**ASSIGNED TASK:** Read through the entries below and return each line with the word "types".
====== INPUT RECORDS
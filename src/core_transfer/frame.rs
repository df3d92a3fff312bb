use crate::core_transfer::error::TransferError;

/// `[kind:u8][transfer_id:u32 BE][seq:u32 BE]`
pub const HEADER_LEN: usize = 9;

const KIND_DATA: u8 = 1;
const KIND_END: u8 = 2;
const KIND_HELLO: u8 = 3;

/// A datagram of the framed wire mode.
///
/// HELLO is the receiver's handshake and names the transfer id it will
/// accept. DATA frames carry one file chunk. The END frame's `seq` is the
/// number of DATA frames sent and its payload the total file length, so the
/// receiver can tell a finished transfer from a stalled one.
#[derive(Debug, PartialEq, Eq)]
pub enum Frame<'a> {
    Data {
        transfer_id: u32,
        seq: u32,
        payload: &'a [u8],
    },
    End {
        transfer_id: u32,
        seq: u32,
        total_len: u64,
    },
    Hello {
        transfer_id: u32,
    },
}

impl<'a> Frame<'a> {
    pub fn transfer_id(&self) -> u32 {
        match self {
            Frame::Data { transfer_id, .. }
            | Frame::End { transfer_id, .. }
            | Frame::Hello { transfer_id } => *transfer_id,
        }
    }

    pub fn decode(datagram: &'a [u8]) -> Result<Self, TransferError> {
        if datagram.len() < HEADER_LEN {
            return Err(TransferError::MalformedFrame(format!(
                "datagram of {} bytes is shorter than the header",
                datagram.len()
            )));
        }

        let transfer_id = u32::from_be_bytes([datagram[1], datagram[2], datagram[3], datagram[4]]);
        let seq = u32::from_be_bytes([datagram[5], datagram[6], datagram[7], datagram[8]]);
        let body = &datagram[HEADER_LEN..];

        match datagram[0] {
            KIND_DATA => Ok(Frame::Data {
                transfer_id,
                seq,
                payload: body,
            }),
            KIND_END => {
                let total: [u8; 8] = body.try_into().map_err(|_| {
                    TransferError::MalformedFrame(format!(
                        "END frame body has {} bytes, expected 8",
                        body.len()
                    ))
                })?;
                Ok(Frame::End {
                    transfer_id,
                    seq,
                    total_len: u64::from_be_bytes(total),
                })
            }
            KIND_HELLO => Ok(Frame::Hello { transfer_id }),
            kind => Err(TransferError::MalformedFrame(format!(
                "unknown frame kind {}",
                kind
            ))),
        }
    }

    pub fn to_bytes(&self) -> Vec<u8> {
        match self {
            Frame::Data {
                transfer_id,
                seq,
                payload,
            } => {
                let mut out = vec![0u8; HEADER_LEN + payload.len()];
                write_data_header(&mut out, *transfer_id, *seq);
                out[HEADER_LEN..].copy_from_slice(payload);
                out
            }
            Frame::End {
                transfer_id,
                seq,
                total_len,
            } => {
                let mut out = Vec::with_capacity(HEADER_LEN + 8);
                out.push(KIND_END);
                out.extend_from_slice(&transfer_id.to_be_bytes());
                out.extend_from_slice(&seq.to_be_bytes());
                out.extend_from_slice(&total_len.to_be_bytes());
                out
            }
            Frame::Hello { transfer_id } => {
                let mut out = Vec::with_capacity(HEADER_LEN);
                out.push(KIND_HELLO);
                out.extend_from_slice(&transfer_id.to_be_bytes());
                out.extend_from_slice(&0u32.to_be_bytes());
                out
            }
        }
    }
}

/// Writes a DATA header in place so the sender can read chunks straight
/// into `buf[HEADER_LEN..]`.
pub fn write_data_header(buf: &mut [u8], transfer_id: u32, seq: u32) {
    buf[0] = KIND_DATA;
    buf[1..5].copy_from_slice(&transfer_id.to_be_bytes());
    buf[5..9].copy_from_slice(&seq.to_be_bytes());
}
============
====== INPUT RECORDS
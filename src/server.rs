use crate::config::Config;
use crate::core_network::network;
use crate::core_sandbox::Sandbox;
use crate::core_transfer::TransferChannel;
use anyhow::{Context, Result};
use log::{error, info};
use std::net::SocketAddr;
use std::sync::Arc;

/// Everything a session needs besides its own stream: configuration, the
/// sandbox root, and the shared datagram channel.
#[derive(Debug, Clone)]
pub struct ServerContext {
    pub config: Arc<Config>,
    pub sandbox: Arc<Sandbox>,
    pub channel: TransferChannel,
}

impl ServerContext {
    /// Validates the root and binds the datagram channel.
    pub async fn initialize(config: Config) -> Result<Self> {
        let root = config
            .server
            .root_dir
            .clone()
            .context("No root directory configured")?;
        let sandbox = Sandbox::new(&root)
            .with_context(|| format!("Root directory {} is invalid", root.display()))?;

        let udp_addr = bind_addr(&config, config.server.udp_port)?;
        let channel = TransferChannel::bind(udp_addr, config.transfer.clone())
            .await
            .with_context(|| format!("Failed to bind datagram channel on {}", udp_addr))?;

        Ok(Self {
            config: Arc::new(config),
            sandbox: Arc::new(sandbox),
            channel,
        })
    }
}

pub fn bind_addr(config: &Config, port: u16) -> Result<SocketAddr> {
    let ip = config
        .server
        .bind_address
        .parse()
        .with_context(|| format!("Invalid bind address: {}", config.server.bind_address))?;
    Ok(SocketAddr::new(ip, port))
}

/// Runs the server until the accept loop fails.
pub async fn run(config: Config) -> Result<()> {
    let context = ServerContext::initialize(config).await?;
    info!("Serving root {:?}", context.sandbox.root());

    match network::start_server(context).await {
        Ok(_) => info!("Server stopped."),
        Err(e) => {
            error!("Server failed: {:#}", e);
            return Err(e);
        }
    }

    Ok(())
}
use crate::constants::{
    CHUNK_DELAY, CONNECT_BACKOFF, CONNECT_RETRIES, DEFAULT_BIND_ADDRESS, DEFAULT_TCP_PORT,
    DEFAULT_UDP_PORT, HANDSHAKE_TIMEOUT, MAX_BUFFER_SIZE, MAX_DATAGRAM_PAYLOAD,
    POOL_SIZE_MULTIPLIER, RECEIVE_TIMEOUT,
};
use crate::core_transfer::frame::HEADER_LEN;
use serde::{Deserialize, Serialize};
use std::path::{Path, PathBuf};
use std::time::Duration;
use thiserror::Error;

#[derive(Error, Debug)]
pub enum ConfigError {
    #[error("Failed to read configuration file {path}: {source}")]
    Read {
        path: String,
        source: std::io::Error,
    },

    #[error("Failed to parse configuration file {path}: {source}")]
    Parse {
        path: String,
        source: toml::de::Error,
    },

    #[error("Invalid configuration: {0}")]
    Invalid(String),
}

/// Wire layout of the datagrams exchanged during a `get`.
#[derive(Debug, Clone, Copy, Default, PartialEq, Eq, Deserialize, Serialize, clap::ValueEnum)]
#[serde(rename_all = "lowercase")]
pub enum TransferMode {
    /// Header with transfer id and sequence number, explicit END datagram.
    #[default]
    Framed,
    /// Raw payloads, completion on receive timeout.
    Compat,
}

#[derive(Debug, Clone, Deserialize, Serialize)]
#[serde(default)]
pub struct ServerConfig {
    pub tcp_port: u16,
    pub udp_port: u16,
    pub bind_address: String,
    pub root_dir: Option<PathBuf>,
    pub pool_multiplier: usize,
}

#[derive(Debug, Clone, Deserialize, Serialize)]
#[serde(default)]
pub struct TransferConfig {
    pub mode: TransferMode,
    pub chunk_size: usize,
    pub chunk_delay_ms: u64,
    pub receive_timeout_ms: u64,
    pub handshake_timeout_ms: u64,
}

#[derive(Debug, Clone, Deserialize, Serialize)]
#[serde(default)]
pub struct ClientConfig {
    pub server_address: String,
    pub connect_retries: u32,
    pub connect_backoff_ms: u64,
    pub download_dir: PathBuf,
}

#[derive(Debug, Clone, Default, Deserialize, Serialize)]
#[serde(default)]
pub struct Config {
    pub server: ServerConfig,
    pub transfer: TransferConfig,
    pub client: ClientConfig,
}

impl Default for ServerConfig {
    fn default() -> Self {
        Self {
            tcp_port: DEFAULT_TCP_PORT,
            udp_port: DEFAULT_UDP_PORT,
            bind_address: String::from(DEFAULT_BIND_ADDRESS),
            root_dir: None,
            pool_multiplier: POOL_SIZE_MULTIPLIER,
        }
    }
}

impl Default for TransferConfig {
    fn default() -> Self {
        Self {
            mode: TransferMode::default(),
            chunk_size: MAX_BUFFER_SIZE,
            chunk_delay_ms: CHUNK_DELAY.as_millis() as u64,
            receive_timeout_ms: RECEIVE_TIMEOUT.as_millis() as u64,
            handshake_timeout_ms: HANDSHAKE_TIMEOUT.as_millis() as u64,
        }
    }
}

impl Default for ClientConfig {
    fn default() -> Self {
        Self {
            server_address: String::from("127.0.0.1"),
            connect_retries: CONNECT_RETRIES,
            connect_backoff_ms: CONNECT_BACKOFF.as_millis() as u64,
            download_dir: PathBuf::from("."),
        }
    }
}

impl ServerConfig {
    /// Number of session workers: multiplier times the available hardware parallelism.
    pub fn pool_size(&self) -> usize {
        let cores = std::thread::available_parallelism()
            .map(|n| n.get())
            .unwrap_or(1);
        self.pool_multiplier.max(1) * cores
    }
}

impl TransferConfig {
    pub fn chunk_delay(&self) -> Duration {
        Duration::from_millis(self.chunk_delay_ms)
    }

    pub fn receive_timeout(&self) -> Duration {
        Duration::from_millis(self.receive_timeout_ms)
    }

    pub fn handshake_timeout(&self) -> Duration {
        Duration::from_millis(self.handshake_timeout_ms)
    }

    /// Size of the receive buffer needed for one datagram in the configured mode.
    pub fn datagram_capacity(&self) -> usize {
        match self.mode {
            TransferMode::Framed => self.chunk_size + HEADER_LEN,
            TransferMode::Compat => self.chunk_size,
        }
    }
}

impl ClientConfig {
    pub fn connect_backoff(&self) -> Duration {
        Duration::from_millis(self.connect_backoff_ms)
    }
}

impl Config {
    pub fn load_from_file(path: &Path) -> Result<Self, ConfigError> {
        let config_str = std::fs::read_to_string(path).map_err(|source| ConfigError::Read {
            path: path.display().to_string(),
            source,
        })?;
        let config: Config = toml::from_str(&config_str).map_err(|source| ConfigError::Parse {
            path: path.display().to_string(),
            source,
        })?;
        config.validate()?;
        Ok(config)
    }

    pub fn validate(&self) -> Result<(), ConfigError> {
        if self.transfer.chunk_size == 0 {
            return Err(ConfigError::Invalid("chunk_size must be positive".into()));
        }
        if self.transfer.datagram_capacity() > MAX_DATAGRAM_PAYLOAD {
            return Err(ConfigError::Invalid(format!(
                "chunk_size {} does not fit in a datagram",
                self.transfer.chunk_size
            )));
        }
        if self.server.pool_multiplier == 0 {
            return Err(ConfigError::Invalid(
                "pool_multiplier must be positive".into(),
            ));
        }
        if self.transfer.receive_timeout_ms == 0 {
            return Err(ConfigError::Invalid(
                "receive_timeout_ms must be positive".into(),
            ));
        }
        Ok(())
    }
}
============
====== INPUT RECORDS
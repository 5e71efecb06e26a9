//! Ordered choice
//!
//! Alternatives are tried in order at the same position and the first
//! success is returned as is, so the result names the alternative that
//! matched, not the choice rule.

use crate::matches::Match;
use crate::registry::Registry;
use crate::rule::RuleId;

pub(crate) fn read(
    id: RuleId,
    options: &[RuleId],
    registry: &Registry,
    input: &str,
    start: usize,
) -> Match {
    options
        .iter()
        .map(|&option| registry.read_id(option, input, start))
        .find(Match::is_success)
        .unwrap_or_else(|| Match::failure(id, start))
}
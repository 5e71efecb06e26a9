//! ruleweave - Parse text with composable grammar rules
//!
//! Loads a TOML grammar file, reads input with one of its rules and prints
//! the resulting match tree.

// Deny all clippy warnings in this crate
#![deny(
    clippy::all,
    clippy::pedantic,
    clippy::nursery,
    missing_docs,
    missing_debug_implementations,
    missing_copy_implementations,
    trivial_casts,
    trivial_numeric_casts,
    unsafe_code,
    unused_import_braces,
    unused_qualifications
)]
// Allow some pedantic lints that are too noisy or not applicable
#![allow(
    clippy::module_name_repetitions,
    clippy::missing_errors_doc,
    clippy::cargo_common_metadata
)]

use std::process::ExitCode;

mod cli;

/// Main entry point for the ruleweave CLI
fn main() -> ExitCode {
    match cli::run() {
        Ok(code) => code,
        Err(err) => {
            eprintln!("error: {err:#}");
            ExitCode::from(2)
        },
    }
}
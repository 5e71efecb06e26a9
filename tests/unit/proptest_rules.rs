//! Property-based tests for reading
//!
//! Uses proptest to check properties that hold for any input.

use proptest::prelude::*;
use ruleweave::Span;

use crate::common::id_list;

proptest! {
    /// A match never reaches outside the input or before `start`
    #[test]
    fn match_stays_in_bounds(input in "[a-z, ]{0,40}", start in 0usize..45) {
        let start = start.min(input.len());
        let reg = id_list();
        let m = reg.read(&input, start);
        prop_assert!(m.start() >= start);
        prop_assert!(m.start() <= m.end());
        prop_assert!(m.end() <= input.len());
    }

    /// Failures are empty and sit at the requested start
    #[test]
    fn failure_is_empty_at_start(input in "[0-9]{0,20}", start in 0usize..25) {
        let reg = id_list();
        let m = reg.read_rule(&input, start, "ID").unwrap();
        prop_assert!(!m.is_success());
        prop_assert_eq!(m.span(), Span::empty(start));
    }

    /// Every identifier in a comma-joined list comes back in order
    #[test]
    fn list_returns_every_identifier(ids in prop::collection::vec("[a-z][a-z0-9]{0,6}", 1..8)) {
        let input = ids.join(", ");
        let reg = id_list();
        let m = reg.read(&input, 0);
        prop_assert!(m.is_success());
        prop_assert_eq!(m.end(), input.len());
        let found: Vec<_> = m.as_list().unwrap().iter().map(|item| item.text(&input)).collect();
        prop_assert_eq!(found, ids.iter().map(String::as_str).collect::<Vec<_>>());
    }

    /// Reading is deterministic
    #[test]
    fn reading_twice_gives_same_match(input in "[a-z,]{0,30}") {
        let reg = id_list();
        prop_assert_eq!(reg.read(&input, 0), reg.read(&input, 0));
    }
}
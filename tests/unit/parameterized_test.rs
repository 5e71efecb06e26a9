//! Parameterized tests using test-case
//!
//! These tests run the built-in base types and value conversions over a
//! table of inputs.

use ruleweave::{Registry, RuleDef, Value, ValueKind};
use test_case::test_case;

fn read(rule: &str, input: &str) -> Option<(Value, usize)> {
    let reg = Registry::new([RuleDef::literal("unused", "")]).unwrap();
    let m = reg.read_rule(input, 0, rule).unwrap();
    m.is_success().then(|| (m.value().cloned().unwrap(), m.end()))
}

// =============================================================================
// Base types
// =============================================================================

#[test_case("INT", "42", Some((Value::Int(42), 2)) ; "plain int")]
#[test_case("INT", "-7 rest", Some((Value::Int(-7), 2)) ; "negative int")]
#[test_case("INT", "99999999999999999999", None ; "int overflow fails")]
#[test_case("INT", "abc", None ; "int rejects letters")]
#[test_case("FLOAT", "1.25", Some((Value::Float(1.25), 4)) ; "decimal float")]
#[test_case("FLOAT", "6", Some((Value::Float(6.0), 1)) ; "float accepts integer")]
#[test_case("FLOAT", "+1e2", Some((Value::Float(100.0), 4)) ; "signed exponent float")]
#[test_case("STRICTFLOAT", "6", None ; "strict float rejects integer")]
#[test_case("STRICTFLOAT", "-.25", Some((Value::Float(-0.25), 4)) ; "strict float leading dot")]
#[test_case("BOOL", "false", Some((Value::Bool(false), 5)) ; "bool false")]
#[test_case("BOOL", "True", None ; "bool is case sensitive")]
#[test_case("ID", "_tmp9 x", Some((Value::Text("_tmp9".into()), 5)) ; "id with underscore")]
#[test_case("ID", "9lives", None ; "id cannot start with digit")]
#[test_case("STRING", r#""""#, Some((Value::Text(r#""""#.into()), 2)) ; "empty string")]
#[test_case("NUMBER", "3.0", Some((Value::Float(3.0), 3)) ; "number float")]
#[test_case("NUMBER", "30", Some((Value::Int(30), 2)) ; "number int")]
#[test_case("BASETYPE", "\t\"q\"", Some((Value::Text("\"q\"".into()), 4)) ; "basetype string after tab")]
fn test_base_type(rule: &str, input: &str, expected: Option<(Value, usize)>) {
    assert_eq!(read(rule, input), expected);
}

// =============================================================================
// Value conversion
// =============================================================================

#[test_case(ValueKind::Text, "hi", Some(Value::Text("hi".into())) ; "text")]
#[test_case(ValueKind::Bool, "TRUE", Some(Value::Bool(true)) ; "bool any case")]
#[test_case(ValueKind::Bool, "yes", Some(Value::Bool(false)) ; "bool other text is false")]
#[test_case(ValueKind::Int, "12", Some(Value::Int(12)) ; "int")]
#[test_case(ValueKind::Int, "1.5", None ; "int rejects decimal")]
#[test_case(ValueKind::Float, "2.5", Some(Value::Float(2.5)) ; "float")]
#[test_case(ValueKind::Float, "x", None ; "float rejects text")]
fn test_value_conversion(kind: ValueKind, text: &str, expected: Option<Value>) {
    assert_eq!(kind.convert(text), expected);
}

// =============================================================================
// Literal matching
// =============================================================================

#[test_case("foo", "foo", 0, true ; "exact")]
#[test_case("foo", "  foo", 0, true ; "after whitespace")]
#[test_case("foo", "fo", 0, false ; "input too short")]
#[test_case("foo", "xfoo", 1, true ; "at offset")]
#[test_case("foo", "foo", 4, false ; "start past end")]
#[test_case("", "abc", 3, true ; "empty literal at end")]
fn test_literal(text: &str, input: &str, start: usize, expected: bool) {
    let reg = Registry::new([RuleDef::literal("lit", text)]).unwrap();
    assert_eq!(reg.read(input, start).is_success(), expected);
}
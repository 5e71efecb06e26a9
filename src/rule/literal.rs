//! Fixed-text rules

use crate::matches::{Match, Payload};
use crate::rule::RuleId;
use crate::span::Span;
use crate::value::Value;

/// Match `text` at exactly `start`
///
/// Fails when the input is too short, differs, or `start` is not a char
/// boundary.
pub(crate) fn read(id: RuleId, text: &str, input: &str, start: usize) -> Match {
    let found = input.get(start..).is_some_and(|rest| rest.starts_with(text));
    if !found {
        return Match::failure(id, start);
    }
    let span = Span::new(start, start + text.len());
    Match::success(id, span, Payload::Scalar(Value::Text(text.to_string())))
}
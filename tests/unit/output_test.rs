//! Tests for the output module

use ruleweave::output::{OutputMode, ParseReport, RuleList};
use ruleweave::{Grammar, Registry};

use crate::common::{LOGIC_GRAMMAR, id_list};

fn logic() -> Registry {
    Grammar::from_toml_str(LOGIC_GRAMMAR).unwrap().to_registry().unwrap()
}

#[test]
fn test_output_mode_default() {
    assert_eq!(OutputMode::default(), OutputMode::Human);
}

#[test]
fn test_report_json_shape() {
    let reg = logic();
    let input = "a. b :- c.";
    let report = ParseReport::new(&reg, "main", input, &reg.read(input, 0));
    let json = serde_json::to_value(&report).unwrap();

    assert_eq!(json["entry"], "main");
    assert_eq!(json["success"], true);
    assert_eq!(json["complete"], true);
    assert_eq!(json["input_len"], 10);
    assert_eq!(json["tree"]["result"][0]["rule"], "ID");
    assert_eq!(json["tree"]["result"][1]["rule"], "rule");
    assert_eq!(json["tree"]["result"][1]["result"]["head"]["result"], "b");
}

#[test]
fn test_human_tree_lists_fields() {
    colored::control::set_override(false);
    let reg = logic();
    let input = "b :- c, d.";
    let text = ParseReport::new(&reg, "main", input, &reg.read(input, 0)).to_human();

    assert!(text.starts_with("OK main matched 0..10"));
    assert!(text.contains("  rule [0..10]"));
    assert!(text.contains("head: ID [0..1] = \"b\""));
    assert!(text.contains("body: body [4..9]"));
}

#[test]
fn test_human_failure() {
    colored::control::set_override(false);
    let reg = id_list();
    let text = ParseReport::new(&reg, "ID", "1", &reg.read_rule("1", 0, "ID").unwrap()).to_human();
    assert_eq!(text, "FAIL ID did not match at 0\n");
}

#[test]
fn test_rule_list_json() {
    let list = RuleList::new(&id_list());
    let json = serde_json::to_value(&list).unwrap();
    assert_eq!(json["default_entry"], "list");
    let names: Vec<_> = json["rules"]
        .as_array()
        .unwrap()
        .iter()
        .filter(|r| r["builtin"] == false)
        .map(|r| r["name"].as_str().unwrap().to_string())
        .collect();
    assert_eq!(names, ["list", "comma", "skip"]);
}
============
**WORKED SOLUTION:**
//! These tests run the built-in base types and value conversions over a
// Base types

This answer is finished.